C’est la plus forte crue depuis 40 ans avec une hauteur de 4,05 mètres à Tartas dans les Landes. L’ancien record de 4,80 mètres n’a pas été battu. Il date de… janvier 1843.
Il semble que la répétition à quelques jours ou semaines de plusieurs crues fortes soit exceptionnelle, historique même. C’est possible, bien que j’aie vu ce genre de répétitions mentionné pour d’autres époques également. Mais c’est peut-être la première fois à Tartas, donc c’est localement historique. Et cela n’a rien d’extraordinaire. Il y aura toujours des épisodes historiques.

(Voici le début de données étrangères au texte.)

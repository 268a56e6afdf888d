// ── Map provider loader ──
//
// Brings the mapping SDK up exactly once per loader. The first caller drives
// the load; everyone else awaits the same shared future and sees the same
// outcome, success or failure.

use std::sync::{Arc, Mutex, PoisonError};

use futures::future::{BoxFuture, FutureExt, Shared};
use secrecy::{ExposeSecret, SecretString};
use tokio::sync::watch;
use tracing::{debug, info, warn};
use url::Url;

use crate::config::{MapConfig, PollConfig};
use crate::error::LoadError;
use crate::sdk::MapSdk;

type LoadFuture = Shared<BoxFuture<'static, Result<MapHandle, LoadError>>>;

/// Where a loader is in its lifecycle.
#[derive(Debug, Clone, PartialEq, Eq)]
pub enum LoaderState {
    Unloaded,
    Loading { attempt: u32 },
    Ready,
    Failed(LoadError),
}

impl LoaderState {
    pub fn is_terminal(&self) -> bool {
        matches!(self, Self::Ready | Self::Failed(_))
    }
}

/// Reference to an initialized SDK. Cheap to clone; every clone points at
/// the same SDK instance.
#[derive(Clone)]
pub struct MapHandle {
    sdk: Arc<dyn MapSdk>,
}

impl MapHandle {
    pub fn sdk(&self) -> &Arc<dyn MapSdk> {
        &self.sdk
    }

    pub fn same_as(&self, other: &Self) -> bool {
        Arc::ptr_eq(&self.sdk, &other.sdk)
    }
}

impl std::fmt::Debug for MapHandle {
    fn fmt(&self, f: &mut std::fmt::Formatter<'_>) -> std::fmt::Result {
        f.debug_struct("MapHandle").finish_non_exhaustive()
    }
}

/// Single-flight SDK bootstrap.
pub struct MapProviderLoader {
    sdk: Arc<dyn MapSdk>,
    provider_key: SecretString,
    script_url: Url,
    poll: PollConfig,
    state: watch::Sender<LoaderState>,
    inflight: Mutex<Option<LoadFuture>>,
}

impl MapProviderLoader {
    pub fn new(sdk: Arc<dyn MapSdk>, provider_key: SecretString, script_url: Url, poll: PollConfig) -> Self {
        let (state, _) = watch::channel(LoaderState::Unloaded);
        Self {
            sdk,
            provider_key,
            script_url,
            poll,
            state,
            inflight: Mutex::new(None),
        }
    }

    pub fn from_config(sdk: Arc<dyn MapSdk>, config: &MapConfig) -> Self {
        Self::new(
            sdk,
            config.provider_key.clone(),
            config.script_url.clone(),
            config.poll,
        )
    }

    /// Current lifecycle state.
    pub fn state(&self) -> LoaderState {
        self.state.borrow().clone()
    }

    /// Subscribe to lifecycle transitions.
    pub fn subscribe(&self) -> watch::Receiver<LoaderState> {
        self.state.subscribe()
    }

    /// Resolve the SDK, loading it on first call.
    ///
    /// Concurrent and later callers share the first call's future. A failure
    /// is permanent for this loader.
    pub fn ensure_loaded(&self) -> impl Future<Output = Result<MapHandle, LoadError>> + Send + 'static {
        let mut slot = self.inflight.lock().unwrap_or_else(PoisonError::into_inner);
        slot.get_or_insert_with(|| {
            debug!("starting map SDK load");
            load(
                Arc::clone(&self.sdk),
                self.provider_key.clone(),
                self.script_url.clone(),
                self.poll,
                self.state.clone(),
            )
            .boxed()
            .shared()
        })
        .clone()
    }
}

/// The bootstrap URL: `{script_url}?appkey={key}&autoload=false`.
pub fn script_url_with_key(base: &Url, key: &str) -> Url {
    let mut url = base.clone();
    url.query_pairs_mut()
        .append_pair("appkey", key)
        .append_pair("autoload", "false");
    url
}

/// Provider keys are 32 hex characters.
pub fn is_valid_provider_key(key: &str) -> bool {
    key.len() == 32 && key.bytes().all(|b| b.is_ascii_hexdigit())
}

async fn load(
    sdk: Arc<dyn MapSdk>,
    key: SecretString,
    base: Url,
    poll: PollConfig,
    state: watch::Sender<LoaderState>,
) -> Result<MapHandle, LoadError> {
    let outcome = drive(&*sdk, &key, &base, poll, &state).await;
    match &outcome {
        Ok(()) => {
            info!("map SDK ready");
            state.send_replace(LoaderState::Ready);
        }
        Err(e) => {
            warn!(error = %e, "map SDK failed to load");
            state.send_replace(LoaderState::Failed(e.clone()));
        }
    }
    outcome.map(|()| MapHandle { sdk })
}

async fn drive(
    sdk: &dyn MapSdk,
    key: &SecretString,
    base: &Url,
    poll: PollConfig,
    state: &watch::Sender<LoaderState>,
) -> Result<(), LoadError> {
    state.send_replace(LoaderState::Loading { attempt: 0 });

    let key = key.expose_secret();
    if !is_valid_provider_key(key) {
        return Err(LoadError::InvalidKey);
    }

    if sdk.is_ready() {
        debug!("map SDK already initialized, skipping script injection");
        return Ok(());
    }

    sdk.inject_script(&script_url_with_key(base, key))
        .await
        .map_err(|e| LoadError::Script { reason: e.0 })?;

    for attempt in 1..=poll.max_attempts {
        tokio::time::sleep(poll.interval).await;
        state.send_replace(LoaderState::Loading { attempt });
        if sdk.is_ready() {
            debug!(attempt, "map SDK reported ready");
            return Ok(());
        }
    }

    Err(LoadError::NotReady {
        attempts: poll.max_attempts,
        waited_ms: waited_ms(poll),
    })
}

fn waited_ms(poll: PollConfig) -> u64 {
    let total = poll.interval.saturating_mul(poll.max_attempts);
    u64::try_from(total.as_millis()).unwrap_or(u64::MAX)
}

#[cfg(test)]
#[allow(clippy::unwrap_used)]
mod tests {
    use std::time::Duration;

    use pretty_assertions::assert_eq;

    use super::*;
    use crate::sdk::HeadlessSdk;

    const KEY: &str = "0123456789abcdef0123456789abcdef";

    fn loader(sdk: &Arc<HeadlessSdk>, key: &str) -> MapProviderLoader {
        MapProviderLoader::new(
            Arc::clone(sdk) as Arc<dyn MapSdk>,
            SecretString::from(key.to_owned()),
            Url::parse("https://maps.example/sdk.js").unwrap(),
            PollConfig::default(),
        )
    }

    #[test]
    fn provider_key_shape() {
        assert!(is_valid_provider_key(KEY));
        assert!(is_valid_provider_key(&KEY.to_uppercase()));
        assert!(!is_valid_provider_key("0123"));
        assert!(!is_valid_provider_key("0123456789abcdef0123456789abcdeg"));
    }

    #[test]
    fn script_url_carries_key_and_disables_autoload() {
        let base = Url::parse("https://dapi.kakao.com/v2/maps/sdk.js").unwrap();
        let url = script_url_with_key(&base, KEY);
        assert_eq!(
            url.as_str(),
            "https://dapi.kakao.com/v2/maps/sdk.js?appkey=0123456789abcdef0123456789abcdef&autoload=false"
        );
    }

    #[tokio::test(start_paused = true)]
    async fn concurrent_callers_share_one_load() {
        let sdk = Arc::new(HeadlessSdk::ready_after(3));
        let loader = loader(&sdk, KEY);

        let (a, b) = tokio::join!(loader.ensure_loaded(), loader.ensure_loaded());
        let (a, b) = (a.unwrap(), b.unwrap());
        assert!(a.same_as(&b));
        assert_eq!(sdk.injected_scripts().len(), 1);
        assert_eq!(loader.state(), LoaderState::Ready);

        // Later callers get the memoized handle without touching the SDK.
        let checks = sdk.readiness_checks();
        let c = loader.ensure_loaded().await.unwrap();
        assert!(c.same_as(&a));
        assert_eq!(sdk.readiness_checks(), checks);
    }

    #[tokio::test(start_paused = true)]
    async fn readiness_is_polled_on_the_interval() {
        let sdk = Arc::new(HeadlessSdk::ready_after(3));
        let loader = loader(&sdk, KEY);

        let started = tokio::time::Instant::now();
        loader.ensure_loaded().await.unwrap();
        assert_eq!(started.elapsed(), Duration::from_millis(300));
    }

    #[tokio::test(start_paused = true)]
    async fn preloaded_sdk_skips_injection() {
        let sdk = Arc::new(HeadlessSdk::preloaded());
        let loader = loader(&sdk, KEY);

        loader.ensure_loaded().await.unwrap();
        assert!(sdk.injected_scripts().is_empty());
        assert_eq!(loader.state(), LoaderState::Ready);
    }

    #[tokio::test]
    async fn invalid_key_never_reaches_sdk() {
        let sdk = Arc::new(HeadlessSdk::new());
        let loader = loader(&sdk, "not-a-key");

        let err = loader.ensure_loaded().await.unwrap_err();
        assert_eq!(err, LoadError::InvalidKey);
        assert_eq!(sdk.readiness_checks(), 0);
        assert!(sdk.injected_scripts().is_empty());
        assert_eq!(loader.state(), LoaderState::Failed(LoadError::InvalidKey));
    }

    #[tokio::test]
    async fn script_failure_is_immediate() {
        let sdk = Arc::new(HeadlessSdk::failing_script("net::ERR_BLOCKED_BY_CLIENT"));
        let loader = loader(&sdk, KEY);

        let err = loader.ensure_loaded().await.unwrap_err();
        assert_eq!(
            err,
            LoadError::Script {
                reason: "net::ERR_BLOCKED_BY_CLIENT".into()
            }
        );
    }

    #[tokio::test(start_paused = true)]
    async fn never_ready_fails_permanently() {
        let sdk = Arc::new(HeadlessSdk::never_ready());
        let loader = loader(&sdk, KEY);
        let mut states = loader.subscribe();

        let expected = LoadError::NotReady {
            attempts: 100,
            waited_ms: 10_000,
        };
        assert_eq!(loader.ensure_loaded().await.unwrap_err(), expected);
        assert!(states.borrow_and_update().is_terminal());

        // Second call replays the failure; no new injection, no new polling.
        let checks = sdk.readiness_checks();
        assert_eq!(loader.ensure_loaded().await.unwrap_err(), expected);
        assert_eq!(sdk.injected_scripts().len(), 1);
        assert_eq!(sdk.readiness_checks(), checks);
        assert_eq!(sdk.marker_count(), 0);
    }
}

Comment croit-on que la Garonne a pu creuser autant sa vallée, dans cette haute montagne à la roche dure? Par des épisodes bien plus extrêmes qu’aujourd’hui, répétés dans le temps selon des cycles météorologiques.

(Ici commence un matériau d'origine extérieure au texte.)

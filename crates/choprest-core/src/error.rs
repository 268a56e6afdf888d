// ── Core error types ──
//
// Two families live here. `CoreError` covers the restaurant catalog and is
// what CLI consumers see for REST failures; the `From<choprest_api::Error>`
// impl keeps HTTP details out of their way. The map family (`LoadError`,
// `MarkerCreationError`, `GeolocationError`, wrapped by `MapError`) never
// leaves the map subsystem: a broken map degrades the map view only.

use thiserror::Error;

use crate::model::EntityId;

// ── Catalog ─────────────────────────────────────────────────────────

/// Unified error type for catalog access.
#[derive(Debug, Error)]
pub enum CoreError {
    #[error("Cannot reach restaurant server at {url}: {reason}")]
    ConnectionFailed { url: String, reason: String },

    #[error("Request timed out after {timeout_secs}s")]
    Timeout { timeout_secs: u64 },

    #[error("Restaurant not found: {identifier}")]
    RestaurantNotFound { identifier: String },

    #[error("API error: {message}")]
    Api {
        message: String,
        /// HTTP status code (if applicable).
        status: Option<u16>,
    },

    #[error("Configuration error: {message}")]
    Config { message: String },

    #[error("Internal error: {0}")]
    Internal(String),
}

impl From<choprest_api::Error> for CoreError {
    fn from(err: choprest_api::Error) -> Self {
        match err {
            choprest_api::Error::Transport(ref e) => {
                if e.is_timeout() {
                    CoreError::Timeout { timeout_secs: 0 }
                } else if e.is_connect() {
                    CoreError::ConnectionFailed {
                        url: e
                            .url()
                            .map(ToString::to_string)
                            .unwrap_or_else(|| "<unknown>".into()),
                        reason: e.to_string(),
                    }
                } else {
                    CoreError::Api {
                        message: e.to_string(),
                        status: e.status().map(|s| s.as_u16()),
                    }
                }
            }
            choprest_api::Error::InvalidUrl(e) => CoreError::Config {
                message: format!("Invalid URL: {e}"),
            },
            choprest_api::Error::Timeout { timeout_secs } => CoreError::Timeout { timeout_secs },
            choprest_api::Error::ClientSetup(message) => CoreError::Config { message },
            choprest_api::Error::NotFound { path } => CoreError::RestaurantNotFound {
                identifier: path.rsplit('/').next().unwrap_or_default().to_owned(),
            },
            choprest_api::Error::Http { status, message } => CoreError::Api {
                message,
                status: Some(status),
            },
            choprest_api::Error::Deserialization { message, body: _ } => {
                CoreError::Internal(format!("Deserialization error: {message}"))
            }
        }
    }
}

// ── Map subsystem ───────────────────────────────────────────────────

/// The mapping SDK could not be brought up. Shared verbatim by every
/// caller waiting on the same load, hence `Clone`.
#[derive(Debug, Clone, PartialEq, Eq, Error)]
pub enum LoadError {
    #[error("map provider key is not a 32-character hex string")]
    InvalidKey,

    #[error("map SDK script failed to load: {reason}")]
    Script { reason: String },

    #[error("map SDK not ready after {attempts} checks ({waited_ms}ms)")]
    NotReady { attempts: u32, waited_ms: u64 },
}

/// A single record could not become a marker. The record is skipped.
#[derive(Debug, Clone, PartialEq, Eq, Error)]
pub enum MarkerCreationError {
    #[error("entity {entity_id} has no valid coordinates")]
    InvalidPosition { entity_id: EntityId },

    #[error("map SDK rejected marker for entity {entity_id}: {reason}")]
    Sdk { entity_id: EntityId, reason: String },
}

/// Browser-style geolocation failure. Surfaced as a dismissable warning.
#[derive(Debug, Clone, PartialEq, Eq, Error)]
pub enum GeolocationError {
    #[error("location permission denied")]
    PermissionDenied,

    #[error("current position unavailable")]
    Unavailable,

    #[error("location request timed out after {timeout_ms}ms")]
    Timeout { timeout_ms: u64 },

    #[error("geolocation is not supported here")]
    Unsupported,
}

/// Umbrella error for map operations.
#[derive(Debug, Clone, PartialEq, Eq, Error)]
pub enum MapError {
    #[error(transparent)]
    Load(#[from] LoadError),

    #[error(transparent)]
    MarkerCreation(#[from] MarkerCreationError),

    #[error(transparent)]
    Geolocation(#[from] GeolocationError),

    #[error("could not mount map into '{container}': {reason}")]
    Mount { container: String, reason: String },

    #[error("map is not ready")]
    NotReady,

    #[error("no result with id {entity_id}")]
    UnknownEntity { entity_id: EntityId },

    #[error("no restaurant data loaded yet")]
    NoData,

    #[error("map session has shut down")]
    SessionClosed,
}
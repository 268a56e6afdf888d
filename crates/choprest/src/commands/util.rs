//! Shared helpers for command handlers.

use choprest_core::{GeoPoint, Restaurant, ResultFilter, ServiceKind};
use strum::IntoEnumIterator;

use crate::cli::FilterArgs;
use crate::error::CliError;

/// Translate the shared filter flags into a result filter.
pub fn build_filter(args: &FilterArgs) -> ResultFilter {
    let mut filter = ResultFilter {
        operating_only: args.operating,
        ..ResultFilter::default()
    };
    if args.region.is_some() {
        filter.set_region(args.region.clone());
    }
    for kind in &args.service {
        if !filter.services.contains(kind) {
            filter.toggle_service(*kind);
        }
    }
    filter
}

/// Validate a coordinate pair from the command line.
pub fn parse_point(lat: f64, lng: f64) -> Result<GeoPoint, CliError> {
    GeoPoint::new(lat, lng).ok_or_else(|| CliError::Validation {
        field: "coordinates".into(),
        reason: format!("({lat}, {lng}) is not a valid latitude/longitude"),
    })
}

/// Comma-separated services a restaurant offers, e.g. `parking, wifi`.
pub fn services_summary(restaurant: &Restaurant) -> String {
    ServiceKind::iter()
        .filter(|kind| restaurant.services.offers(*kind))
        .map(|kind| kind.to_string())
        .collect::<Vec<_>>()
        .join(", ")
}

/// `lat, lng` to six decimals, or `-` when the record has no position.
pub fn position_label(position: Option<GeoPoint>) -> String {
    position.map_or_else(|| "-".into(), |p| p.to_string())
}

Je lis aussi que la Garonne a atteint une hauteur de 10,20 mètres à Marmande. Mais la crue de référence, celle dont l’anniversaire est célébré, est la crue de 1875. À Marmande le fleuve avait atteint la cote de 11,31 mètres. Du jamais vu depuis.

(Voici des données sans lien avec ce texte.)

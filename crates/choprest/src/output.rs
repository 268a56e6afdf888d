//! Output formatting: table, JSON, YAML, plain.
//!
//! Renders data in the format selected by `--output`. Table uses `tabled`,
//! structured formats use serde, plain emits one identifier per line.

use std::io::{self, IsTerminal, Write};

use owo_colors::OwoColorize;
use tabled::{Table, Tabled, settings::Style};

use choprest_core::RestaurantStatus;

use crate::cli::{ColorMode, OutputFormat};
use crate::error::CliError;

// ── Color ────────────────────────────────────────────────────────────

/// Determine whether color output should be enabled.
pub fn should_color(mode: &ColorMode) -> bool {
    match mode {
        ColorMode::Always => true,
        ColorMode::Never => false,
        ColorMode::Auto => io::stdout().is_terminal() && std::env::var("NO_COLOR").is_err(),
    }
}

/// Applies the palette only when color is on.
#[derive(Debug, Clone, Copy)]
pub struct Painter {
    enabled: bool,
}

impl Painter {
    pub fn new(mode: &ColorMode) -> Self {
        Self {
            enabled: should_color(mode),
        }
    }

    pub fn status(self, status: &RestaurantStatus) -> String {
        let label = status.label();
        if !self.enabled {
            return label.to_owned();
        }
        match status {
            RestaurantStatus::Normal => label.green().to_string(),
            RestaurantStatus::Closed => label.red().to_string(),
            RestaurantStatus::Pending => label.yellow().to_string(),
            RestaurantStatus::Other(_) | RestaurantStatus::Unknown => label.dimmed().to_string(),
        }
    }

    pub fn heading(self, text: &str) -> String {
        if self.enabled {
            text.bold().cyan().to_string()
        } else {
            text.to_owned()
        }
    }

    pub fn muted(self, text: &str) -> String {
        if self.enabled {
            text.dimmed().to_string()
        } else {
            text.to_owned()
        }
    }
}

// ── Render dispatchers ───────────────────────────────────────────────

/// Render a list of serde-serializable + tabled items in the chosen format.
///
/// - `table`: uses the `Tabled` derive to build a pretty table
/// - `json` / `json-compact`: serializes the original data via serde
/// - `yaml`: serializes via serde_yaml
/// - `plain`: calls `id_fn` on each item to emit one identifier per line
pub fn render_list<T, R>(
    format: &OutputFormat,
    data: &[T],
    to_row: impl Fn(&T) -> R,
    id_fn: impl Fn(&T) -> String,
) -> Result<String, CliError>
where
    T: serde::Serialize,
    R: Tabled,
{
    match format {
        OutputFormat::Table => {
            let rows: Vec<R> = data.iter().map(to_row).collect();
            Ok(render_table(&rows))
        }
        OutputFormat::Json => render_json(data, false),
        OutputFormat::JsonCompact => render_json(data, true),
        OutputFormat::Yaml => render_yaml(data),
        OutputFormat::Plain => Ok(data.iter().map(&id_fn).collect::<Vec<_>>().join("\n")),
    }
}

/// Render a single serde-serializable item in the chosen format.
///
/// Table rendering uses `detail_fn`, since detail views are key/value
/// blocks rather than rows.
pub fn render_single<T>(
    format: &OutputFormat,
    data: &T,
    detail_fn: impl Fn(&T) -> String,
    id_fn: impl Fn(&T) -> String,
) -> Result<String, CliError>
where
    T: serde::Serialize,
{
    match format {
        OutputFormat::Table => Ok(detail_fn(data)),
        OutputFormat::Json => render_json(data, false),
        OutputFormat::JsonCompact => render_json(data, true),
        OutputFormat::Yaml => render_yaml(data),
        OutputFormat::Plain => Ok(id_fn(data)),
    }
}

/// Print the rendered output to stdout, respecting quiet mode.
pub fn print_output(output: &str, quiet: bool) {
    if quiet || output.is_empty() {
        return;
    }
    let mut stdout = io::stdout().lock();
    let _ = writeln!(stdout, "{output}");
}

/// Aligned `key: value` lines for detail views. Empty values are skipped.
pub fn detail_block(painter: Painter, fields: &[(&str, Option<String>)]) -> String {
    let width = fields.iter().map(|(k, _)| k.chars().count()).max().unwrap_or(0);
    fields
        .iter()
        .filter_map(|(key, value)| {
            let value = value.as_deref().filter(|v| !v.is_empty())?;
            let label = format!("{key:>width$}");
            Some(format!("{}  {value}", painter.muted(&label)))
        })
        .collect::<Vec<_>>()
        .join("\n")
}

// ── Format-specific renderers ────────────────────────────────────────

fn render_table<R: Tabled>(rows: &[R]) -> String {
    Table::new(rows).with(Style::rounded()).to_string()
}

fn render_json<T: serde::Serialize + ?Sized>(data: &T, compact: bool) -> Result<String, CliError> {
    let rendered = if compact {
        serde_json::to_string(data)
    } else {
        serde_json::to_string_pretty(data)
    };
    rendered.map_err(|e| CliError::Render(e.to_string()))
}

fn render_yaml<T: serde::Serialize + ?Sized>(data: &T) -> Result<String, CliError> {
    serde_yaml::to_string(data).map_err(|e| CliError::Render(e.to_string()))
}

Cette crue commence après plusieurs jours de pluies continues. Gonflée et rugissante, la Garonne traverse Toulouse à un train d’enfer, détruisant trois de quatre ponts de l’époque. Un quartier entier de la ville est rayé de la carte, avec plus de mille maisons détruites et des centaines de morts. Imagine-t-on à Genève le quartier de la Jonction rasé par une déferlante? Les images de Toulouse de l’époque témoignent du désastre sur ce site dont j’ai extrait l’image 3.
ll faut aussi mentionner la grande crue de 1930. Le Tarn, l’Aveyron et la Garonne se sont mises à déborder en mars. « Les inondations survenues du 1er au 4 mars 1930 dans le bassin du Tarn sont la pire catastrophe naturelle que la région a connue. Rien qu’en Tarn-et-Garonne, on dénombre 204 morts. »
À Rabastens le Tarn atteint la cote de 18 mètres. En quelques minutes la ville de Montauban est en partie détruite, celle de Moissac est comme mise à sac, rasée aussi sec.
« 120 morts, 644 blessés, 1 400 maisons rasées et 5 896 sans-abri en une nuit - soit 80 % de la population moissagaise de l’époque… (…).
C’est un véritable «tsunami», une vague de plus d’un mètre de haut déferle, peu après 23 heures, lorsque le pont Cacor cède devant l’incroyable amas d’arbres, de boues et de gravats charriés depuis Montauban.
Le débit du Tarn qui est de 200 m3/seconde en temps normal passe de 8 000 à 8 500 m3/s. L’énorme masse d’eau libérée détruit tout sur son passage… »
Voici également l’avis du géographe Maurice Pardé:
« L’averse de mars 1930 sur le Tarn avant Montauban, si l’on excepte de la comparaison les inimaginables déluges cévenoles, n’a donc d’égal en France que celle de juin 1875 avant Toulouse. Elle dépasse les précipitations pourtant impressionnantes qui assaillent le Rhône supérieur et la Durance. »
À Millau, où le plus beau viaduc d’Europe a été construit, on connaît bien les colères du Tarn et ses crues dramatiques depuis le XVe siècle. Le Tarn-et-Garonne est depuis toujours un département fortement sujet aux inondations (image 5).
Oui, 2021 est l’année d’une grande crue de la Garonne et de ses affluents. Mais il y eu pire par le passé.
Commentaires
Un grand cru c'est beaucoup mieux qu'une grande crue, tout comme un gars c'est mieux qu'une garce. Comme quoi le masculin l'emporte encore et ça va faire enrager les féminazis.
Merci homme libre de nous plonger dans cet univers avec autant de générosité,
Gérard, je vous trouve un peu cru !
Merci Marianne.
@ Marianne:
Il faut être indulgente avec Gérard. J'ai tendu la perche avec "une grande crue" pour "une grande année". Il y avait un clin d'oeil, pas forcément pour tacler les genres mais parce que j'aime les jeux de mots.,
Gérard l'a relevé et poussé plus loin!